This H4H design is available to any volunteer groups for non-commercial use, but please make a formal request.
- Original Concept:
1. The basic idea is to have the cheapest possible fully-featured home with washing, showering, toilet and
2. The same design is intended to be useable inside (old warehouses or carparks, etc.) or outdoors. It can also
be stacked in two layers if space is at a premium.
3. The design was for mass production (by decentralised 'factories').
4. This is the design of a basic home that can be quickly built using unskilled labor and basic tools. It has
cavity-insulated roof and walls, and basic ventilation for summer.
5. The concept focusses on the building's demountability, "flat-packing", and storage for emergency use.
6. We are also concerned with later handling, and the ownership and deployment problems, potentially
through a cooperative structure.
- Basic Layout:
This is the design and layout for the minimum unit -- essentially a single-person occupancy, but with enough flexibility to handle a young couple, or even a small family, for emergency accommodation.
The basic design can easily be extended in both length and width using the same basic design features to allow for small families.
- Preliminary + Planning:
The tools, materials, components, and resources.

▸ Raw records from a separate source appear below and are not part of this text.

//! Pairwise agreement accumulation.
//!
//! For every row and every distinct label `cat` occurring `count` times in a
//! row of length `len`:
//!
//! - `agreement[cat] += C(count, 2)`: annotator pairs that both applied `cat`
//! - `potential[cat] += count * len - C(count + 1, 2)`: annotator pairs where
//!   at least one applied `cat`
//!
//! The rate for a category is `agreement / potential` summed over all rows.
//! Both sums are additive per key, so rows can be sharded and merged freely.

use super::error::{AgreementError, Result};
use rayon::prelude::*;
use serde::{Deserialize, Serialize};
use std::collections::HashMap;
use std::fmt;
use std::hash::Hash;
use tracing::{debug, trace};

/// Number of unordered pairs among `n` items.
fn choose2(n: u64) -> u64 {
    n * n.saturating_sub(1) / 2
}

/// Pair counts accumulated for a single category.
#[derive(Debug, Clone, Copy, Default, PartialEq, Eq, Serialize, Deserialize)]
pub struct PairCounts {
    /// Annotator pairs where both applied the category.
    pub agreement: u64,
    /// Annotator pairs where at least one applied the category.
    pub potential: u64,
    /// Total number of times the category was applied.
    pub occurrences: u64,
    /// Number of rows containing the category at least once.
    pub items: u64,
}

impl PairCounts {
    /// Add the contribution of one row where the category appears `count`
    /// times among `row_len` labels.
    fn record(&mut self, count: u64, row_len: u64) {
        debug_assert!(count >= 1 && count <= row_len);
        self.agreement += choose2(count);
        self.potential += count * row_len - choose2(count + 1);
        self.occurrences += count;
        self.items += 1;
    }

    fn absorb(&mut self, other: &PairCounts) {
        self.agreement += other.agreement;
        self.potential += other.potential;
        self.occurrences += other.occurrences;
        self.items += other.items;
    }

    /// The agreement rate, or `Rate::Undefined` when no pair ever involved
    /// the category (every occurrence sat in a single-label row).
    pub fn rate(&self) -> Rate {
        if self.potential == 0 {
            Rate::Undefined
        } else {
            Rate::Defined(self.agreement as f64 / self.potential as f64)
        }
    }
}

/// Agreement rate of one category.
#[derive(Debug, Clone, Copy, PartialEq, Serialize, Deserialize)]
#[serde(untagged)]
pub enum Rate {
    /// `agreement / potential`, always within `[0, 1]`.
    Defined(f64),
    /// Zero potential pairs; serialized as `null`.
    Undefined,
}

impl Rate {
    pub fn value(self) -> Option<f64> {
        match self {
            Rate::Defined(v) => Some(v),
            Rate::Undefined => None,
        }
    }

    pub fn is_defined(self) -> bool {
        matches!(self, Rate::Defined(_))
    }
}

impl fmt::Display for Rate {
    fn fmt(&self, f: &mut fmt::Formatter<'_>) -> fmt::Result {
        match self {
            // Forward so callers can pick precision with `{:.3}`.
            Rate::Defined(v) => fmt::Display::fmt(v, f),
            Rate::Undefined => f.write_str("undefined"),
        }
    }
}

/// What to do with categories whose rate is undefined.
#[derive(
    Debug, Clone, Copy, PartialEq, Eq, Default, Serialize, Deserialize, clap::ValueEnum,
)]
#[serde(rename_all = "lowercase")]
pub enum UndefinedPolicy {
    /// Keep the category and mark its rate as undefined
    #[default]
    Report,
    /// Drop the category from the result
    Omit,
}

impl fmt::Display for UndefinedPolicy {
    fn fmt(&self, f: &mut fmt::Formatter<'_>) -> fmt::Result {
        match self {
            UndefinedPolicy::Report => write!(f, "report"),
            UndefinedPolicy::Omit => write!(f, "omit"),
        }
    }
}

/// Accumulates pair counts row by row.
///
/// The calculator owns its accumulators; two calculators fed disjoint rows
/// can be combined with [`AgreementCalculator::merge`].
#[derive(Debug, Clone)]
pub struct AgreementCalculator<K> {
    counts: HashMap<K, PairCounts>,
    rows: u64,
}

impl<K: Eq + Hash + Clone> Default for AgreementCalculator<K> {
    fn default() -> Self {
        Self::new()
    }
}

impl<K: Eq + Hash + Clone> AgreementCalculator<K> {
    pub fn new() -> Self {
        Self {
            counts: HashMap::new(),
            rows: 0,
        }
    }

    /// Add one row: the labels all annotators applied to a single item.
    ///
    /// Label order inside the row is irrelevant. Empty rows are counted but
    /// contribute nothing.
    pub fn add_row<'a, I>(&mut self, row: I)
    where
        I: IntoIterator<Item = &'a K>,
        K: 'a,
    {
        let mut multiplicity: HashMap<&K, u64> = HashMap::new();
        let mut row_len = 0u64;

        for label in row {
            *multiplicity.entry(label).or_default() += 1;
            row_len += 1;
        }

        self.rows += 1;

        for (label, count) in multiplicity {
            self.counts
                .entry(label.clone())
                .or_default()
                .record(count, row_len);
        }
    }

    /// Combine with a calculator that saw a disjoint set of rows.
    pub fn merge(mut self, other: Self) -> Self {
        for (label, counts) in other.counts {
            self.counts.entry(label).or_default().absorb(&counts);
        }
        self.rows += other.rows;
        self
    }

    /// Pair counts accumulated so far, keyed by category.
    pub fn counts(&self) -> &HashMap<K, PairCounts> {
        &self.counts
    }

    /// Number of rows added so far, including empty ones.
    pub fn rows(&self) -> u64 {
        self.rows
    }

    pub fn finish(self) -> AgreementResult<K> {
        AgreementResult {
            categories: self.counts,
            rows: self.rows,
        }
    }
}

/// Per-category outcome of an agreement computation.
#[derive(Debug, Clone)]
pub struct AgreementResult<K> {
    categories: HashMap<K, PairCounts>,
    rows: u64,
}

impl<K: Eq + Hash> PartialEq for AgreementResult<K> {
    fn eq(&self, other: &Self) -> bool {
        self.rows == other.rows && self.categories == other.categories
    }
}

impl<K: Eq + Hash + Clone> AgreementResult<K> {
    /// Pair counts for a category, if it was observed.
    pub fn get(&self, category: &K) -> Option<&PairCounts> {
        self.categories.get(category)
    }

    /// Rate for a category, if it was observed.
    pub fn rate(&self, category: &K) -> Option<Rate> {
        self.categories.get(category).map(PairCounts::rate)
    }

    /// Rates for every category in the result, undefined ones included.
    pub fn rates(&self) -> HashMap<K, Rate> {
        self.categories
            .iter()
            .map(|(k, c)| (k.clone(), c.rate()))
            .collect()
    }

    /// Rates for categories with at least one potential pair.
    pub fn defined_rates(&self) -> HashMap<K, f64> {
        self.categories
            .iter()
            .filter_map(|(k, c)| c.rate().value().map(|v| (k.clone(), v)))
            .collect()
    }

    /// Categories whose rate is undefined.
    pub fn undefined_categories(&self) -> Vec<&K> {
        self.categories
            .iter()
            .filter(|(_, c)| c.potential == 0)
            .map(|(k, _)| k)
            .collect()
    }

    /// Apply an undefined-rate policy.
    pub fn with_policy(mut self, policy: UndefinedPolicy) -> Self {
        if policy == UndefinedPolicy::Omit {
            let before = self.categories.len();
            self.categories.retain(|_, c| c.potential > 0);
            debug!(
                "Omitted {} categories with undefined rate",
                before - self.categories.len()
            );
        }
        self
    }

    pub fn iter(&self) -> impl Iterator<Item = (&K, &PairCounts)> {
        self.categories.iter()
    }

    pub fn len(&self) -> usize {
        self.categories.len()
    }

    pub fn is_empty(&self) -> bool {
        self.categories.is_empty()
    }

    /// Number of rows the result was computed from.
    pub fn rows(&self) -> u64 {
        self.rows
    }
}

/// Compute per-category agreement over all rows in a single pass.
pub fn compute_agreement<K, R>(rows: &[R]) -> AgreementResult<K>
where
    K: Eq + Hash + Clone,
    R: AsRef<[K]>,
{
    let mut calculator = AgreementCalculator::new();
    for row in rows {
        calculator.add_row(row.as_ref());
    }
    debug!(
        "Accumulated {} rows into {} categories",
        calculator.rows(),
        calculator.counts().len()
    );
    calculator.finish()
}

/// Compute per-category agreement on the current rayon pool, splitting the
/// rows into shards of `shard_rows` and merging the shard accumulators.
///
/// Produces exactly the same counts as [`compute_agreement`].
pub fn compute_agreement_parallel<K, R>(rows: &[R], shard_rows: usize) -> Result<AgreementResult<K>>
where
    K: Eq + Hash + Clone + Send + Sync,
    R: AsRef<[K]> + Sync,
{
    if shard_rows == 0 {
        return Err(AgreementError::InvalidShardSize);
    }

    let merged = rows
        .par_chunks(shard_rows)
        .map(|shard| {
            let mut calculator = AgreementCalculator::new();
            for row in shard {
                calculator.add_row(row.as_ref());
            }
            trace!("Shard of {} rows done", shard.len());
            calculator
        })
        .reduce(AgreementCalculator::<K>::new, AgreementCalculator::merge);

    debug!(
        "Merged {} rows into {} categories",
        merged.rows(),
        merged.counts().len()
    );
    Ok(merged.finish())
}

/// Compute per-category agreement using `threads` workers.
///
/// One thread (or none) runs the sequential path; otherwise a dedicated
/// rayon pool is built and rows are split into roughly four shards per
/// worker.
pub fn compute_agreement_with_threads<K, R>(rows: &[R], threads: usize) -> Result<AgreementResult<K>>
where
    K: Eq + Hash + Clone + Send + Sync,
    R: AsRef<[K]> + Sync,
{
    if threads <= 1 || rows.len() < 2 {
        return Ok(compute_agreement(rows));
    }

    let pool = rayon::ThreadPoolBuilder::new()
        .num_threads(threads)
        .build()
        .map_err(|e| AgreementError::WorkerPool(e.to_string()))?;

    let shard_rows = (rows.len() / (threads * 4)).max(1);
    debug!("Using {} workers, {} rows per shard", threads, shard_rows);

    pool.install(|| compute_agreement_parallel(rows, shard_rows))
}
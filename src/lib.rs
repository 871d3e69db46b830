//! catagree - per-category inter-annotator agreement.
//!
//! Given items labeled by several annotators, computes for every observed
//! category the fraction of annotator pairs that both applied the category
//! among the pairs where at least one of them did.
//!
//! ```
//! use catagree::agreement::{compute_agreement, Rate};
//!
//! let rows = vec![vec!["spam", "spam"], vec!["spam", "ham"]];
//! let result = compute_agreement(&rows);
//!
//! assert_eq!(result.rate(&"spam"), Some(Rate::Defined(0.5)));
//! ```

pub mod agreement;
pub mod cli;
pub mod config;
pub mod dataset;
pub mod models;
pub mod report;
pub mod simulate;
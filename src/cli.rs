//! Command-line interface argument parsing.
//!
//! This module handles all CLI argument parsing using clap,
//! including validation and default values.

use crate::agreement::UndefinedPolicy;
use crate::config::OutputFormat;
use crate::dataset::InputFormat;
use clap::Parser;
use std::path::PathBuf;

/// catagree - per-category inter-annotator agreement
///
/// For each category, reports how often two annotators who labeled the same
/// item both used the category, given that at least one of them did.
///
/// Examples:
///   catagree --input labels.json
///   catagree --input labels.csv --has-headers --format json -o agreement.json
///   catagree --simulate --items 1000 --accuracy 0.95 --seed 42
///   catagree --input labels.jsonl --min-rate 0.6
///   catagree --init-config
#[derive(Parser, Debug, Clone)]
#[command(author, version, about, long_about = None)]
#[command(propagate_version = true)]
pub struct Args {
    /// Annotation file to analyze (.json, .jsonl, .csv, .tsv)
    #[arg(
        short,
        long,
        value_name = "FILE",
        required_unless_present_any = ["simulate", "init_config"],
        conflicts_with = "simulate"
    )]
    pub input: Option<PathBuf>,

    /// Input format, detected from the extension by default
    #[arg(long, value_name = "FORMAT")]
    pub input_format: Option<InputFormat>,

    /// CSV field delimiter
    #[arg(long, value_name = "CHAR")]
    pub delimiter: Option<char>,

    /// Treat the first CSV record as a header
    #[arg(long)]
    pub has_headers: bool,

    /// Treat the first CSV record as data, overriding `has_headers` in the config
    #[arg(long, conflicts_with = "has_headers")]
    pub no_headers: bool,

    /// Analyze a synthetic dataset instead of a file
    #[arg(long)]
    pub simulate: bool,

    /// Simulated items
    #[arg(long, value_name = "COUNT", conflicts_with = "input")]
    pub items: Option<usize>,

    /// Simulated annotators per item
    #[arg(long, value_name = "COUNT", conflicts_with = "input")]
    pub annotators: Option<usize>,

    /// Simulated number of categories
    #[arg(long, value_name = "COUNT", conflicts_with = "input")]
    pub categories: Option<usize>,

    /// Probability that a simulated annotator picks the true category
    #[arg(long, value_name = "PROB", conflicts_with = "input")]
    pub accuracy: Option<f64>,

    /// Probability that a simulated annotator skips an item
    #[arg(long, value_name = "PROB", conflicts_with = "input")]
    pub missing_rate: Option<f64>,

    /// Seed for the simulation RNG
    #[arg(long, value_name = "SEED", conflicts_with = "input")]
    pub seed: Option<u64>,

    /// Output file for the report (stdout when omitted)
    #[arg(short, long, value_name = "FILE")]
    pub output: Option<PathBuf>,

    /// Output format (markdown, json, csv)
    #[arg(short, long, value_name = "FORMAT")]
    pub format: Option<OutputFormat>,

    /// Decimal places for rates in Markdown output
    #[arg(long, value_name = "DIGITS")]
    pub precision: Option<usize>,

    /// Treatment of categories that only occur on single-label items
    #[arg(long, value_name = "POLICY")]
    pub undefined: Option<UndefinedPolicy>,

    /// Worker threads for accumulation (1 = sequential)
    #[arg(long, value_name = "NUM")]
    pub concurrency: Option<usize>,

    /// Fail if any category's rate is below this value
    ///
    /// Useful for CI pipelines. Exit code 2 when the threshold is not met.
    #[arg(long, value_name = "RATE")]
    pub min_rate: Option<f64>,

    /// Path to configuration file
    ///
    /// If not specified, looks for .catagree.toml in the current directory
    #[arg(short, long, value_name = "FILE", env = "CATAGREE_CONFIG")]
    pub config: Option<PathBuf>,

    /// Enable verbose logging output
    #[arg(short, long)]
    pub verbose: bool,

    /// Run in quiet mode (minimal output)
    #[arg(short, long)]
    pub quiet: bool,

    /// Generate a default .catagree.toml configuration file
    #[arg(long)]
    pub init_config: bool,
}

impl Args {
    /// Parse command-line arguments.
    pub fn parse_args() -> Self {
        Self::parse()
    }

    /// Validate the parsed arguments.
    pub fn validate(&self) -> Result<(), String> {
        if self.init_config {
            return Ok(());
        }

        if let Some(ref input) = self.input {
            if !input.exists() {
                return Err(format!("Input file does not exist: {}", input.display()));
            }
            if !input.is_file() {
                return Err(format!("Input path is not a file: {}", input.display()));
            }
        }

        if let Some(delimiter) = self.delimiter {
            if !delimiter.is_ascii() {
                return Err("Delimiter must be a single ASCII character".to_string());
            }
        }

        for (name, value) in [
            ("Accuracy", self.accuracy),
            ("Missing rate", self.missing_rate),
            ("Minimum rate", self.min_rate),
        ] {
            if let Some(v) = value {
                if !(0.0..=1.0).contains(&v) {
                    return Err(format!("{} must be between 0.0 and 1.0", name));
                }
            }
        }

        let simulation_flag_given = self.items.is_some()
            || self.annotators.is_some()
            || self.categories.is_some()
            || self.accuracy.is_some()
            || self.missing_rate.is_some()
            || self.seed.is_some();
        if simulation_flag_given && !self.simulate {
            return Err("Simulation options require --simulate".to_string());
        }

        if self.concurrency == Some(0) {
            return Err("Concurrency must be at least 1".to_string());
        }

        if self.annotators == Some(0) {
            return Err("Annotators must be at least 1".to_string());
        }

        if self.categories == Some(0) {
            return Err("Categories must be at least 1".to_string());
        }

        if self.verbose && self.quiet {
            return Err("Cannot use both --verbose and --quiet".to_string());
        }

        Ok(())
    }

    /// Returns the log level based on verbosity settings.
    pub fn log_level(&self) -> tracing::Level {
        if self.quiet {
            tracing::Level::ERROR
        } else if self.verbose {
            tracing::Level::DEBUG
        } else {
            tracing::Level::INFO
        }
    }
}

#[cfg(test)]
mod tests {
    use super::*;

    fn make_args() -> Args {
        Args::parse_from(["catagree", "--simulate"])
    }

    #[test]
    fn test_parse_input_args() {
        let args = Args::parse_from([
            "catagree",
            "--input",
            "labels.tsv",
            "--input-format",
            "csv",
            "--delimiter",
            ";",
            "--has-headers",
            "--min-rate",
            "0.5",
        ]);
        assert_eq!(args.input, Some(PathBuf::from("labels.tsv")));
        assert_eq!(args.input_format, Some(InputFormat::Csv));
        assert_eq!(args.delimiter, Some(';'));
        assert!(args.has_headers);
        assert_eq!(args.min_rate, Some(0.5));
    }

    #[test]
    fn test_input_or_simulate_required() {
        assert!(Args::try_parse_from(["catagree"]).is_err());
        assert!(Args::try_parse_from(["catagree", "--init-config"]).is_ok());
        assert!(Args::try_parse_from(["catagree", "-i", "a.json", "--simulate"]).is_err());
    }

    #[test]
    fn test_simulation_flags_require_simulate() {
        assert!(Args::try_parse_from(["catagree", "-i", "a.json", "--seed", "3"]).is_err());
        let args = Args::parse_from(["catagree", "--simulate", "--seed", "3", "--items", "10"]);
        assert_eq!(args.seed, Some(3));
        assert_eq!(args.items, Some(10));
    }

    #[test]
    fn test_simulation_flags_rejected_without_simulate() {
        for flag in ["--items", "--annotators", "--categories", "--seed"] {
            assert!(Args::try_parse_from(["catagree", "-i", "a.json", flag, "3"]).is_err());
        }
        assert!(Args::try_parse_from(["catagree", "-i", "a.json", "--accuracy", "0.5"]).is_err());

        let mut args = make_args();
        args.seed = Some(3);
        assert!(args.validate().is_ok());
        args.simulate = false;
        assert!(args.validate().is_err());
    }

    #[test]
    fn test_header_flags() {
        let args = Args::parse_from(["catagree", "-i", "a.csv", "--no-headers"]);
        assert!(args.no_headers);
        assert!(!args.has_headers);
        assert!(
            Args::try_parse_from(["catagree", "-i", "a.csv", "--has-headers", "--no-headers"])
                .is_err()
        );
    }

    #[test]
    fn test_validation_missing_input() {
        let args = Args::parse_from(["catagree", "-i", "/definitely/not/here.json"]);
        assert!(args.validate().is_err());
    }

    #[test]
    fn test_validation_ranges() {
        let mut args = make_args();
        assert!(args.validate().is_ok());

        args.accuracy = Some(1.2);
        assert!(args.validate().is_err());

        args.accuracy = None;
        args.min_rate = Some(-0.5);
        assert!(args.validate().is_err());

        args.min_rate = None;
        args.concurrency = Some(0);
        assert!(args.validate().is_err());
    }

    #[test]
    fn test_validation_conflicting_options() {
        let mut args = make_args();
        args.verbose = true;
        args.quiet = true;
        assert!(args.validate().is_err());
    }

    #[test]
    fn test_log_level() {
        let mut args = make_args();
        assert_eq!(args.log_level(), tracing::Level::INFO);

        args.verbose = true;
        assert_eq!(args.log_level(), tracing::Level::DEBUG);

        args.verbose = false;
        args.quiet = true;
        assert_eq!(args.log_level(), tracing::Level::ERROR);
    }
}
//! Annotation dataset loading.
//!
//! Reads rows of labels from JSON, JSON Lines and CSV sources and
//! rejects labels that cannot act as categories.

pub mod error;
pub mod loader;

pub use error::DatasetError;
pub use loader::*;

This is everything needed to set up this fabrication project in almost any covered location (ie. an underground car park) with electricity. Most tools would be provided by the volunteers themselves.
• Main material lists:
• Plywood cuts for maximum use:
• Guide material for Supervisers
- Major variations
It is relatively easy to expand the size of this home using the same basic design. It can be expanded both in length and width with only minor modifications.
- Floor Panel:
The floor panel is obviously fairly basic and it serves also to create a wide flat bench when raised on a few milk-crates and possibly a couple of railway sleepers. This is the first panel to make.
- Side frames:
The two side-frames are mirror-images, and also fairly simple to construct. We use butt-joints, and the walls have no noggins. We assume that the timbers will be pre-cut by someone with a docking-saw. Electric handsaws and unskilled volunteers should be kept quite separate.
• Bed-side fit-out.
• Table-side fit-out.
- Roof details:
The roof is flat and covered with galvanised iron, and lined with light plywood. Very simple construction. It involves "tie-downs" which are certainly needed outside in the weather.
- Front Panel:
The front wall panel involves the more complex job of swinging a lockable door. It also has some diagonal strength issues because of the door-way gap in a building only 1.8 m in width.
- Back Panel:
The issues with the back wall are mainly thorough it being raise 300mm above the ground (allowing sewerage systems to interconnect many cabin units) and the possible need for clusters of these homes to be assembled from the inside because of their proximity to each other, or to walls, etc.
- Water Closet/toilet:
The problems of providing an easily-cleanable toilet in a demountable home are mainly to do with the fragility of porcelain -- especially when units are thrown onto the back of a truck. We believe that the WC unit has solved these problems.
- Divider Cupboard:
This is a very straightforward kitchen cabinet that also divides the main living area from the raised shower and toilet area.
- Hot-Water tank/Shower:
This is the major design problem we have encountered, and one which has only been solved to a limited degree. Hot-water units are heavy, power-hungry and expensive. Safety is obviously a main consideration also.
The main feed for electrics in the house depends on a bog-standard Builder's Electrical Reel, equipped with earth-detection/drop-out switch for safety.
- Finishing Off
The final polish ... adding bits and pieces that make the unit more flexible and suited for more situations and a greater range of potential occupants.
Miscellaneous + notes on materials Miscellaneous bits
Some explanatory material also. Why we have made design changes, and why the approach being suggested does not follow normal building practices.
- Assembly and Site Erection:
The design aim was for a demountable home that could be erected by two men in about two hours (with variations mainly depending on the complexity of the sewerage system). It should also be demountable in about the same time, and all the components (including the sewerage system) should be cleanable and reuseable.
The site needs to have water deliverable through a normal garden hose, a standard three-pin electrical power-cable, and some form of access to either a sewerage drop-point, or to a septic tank or pump-out service.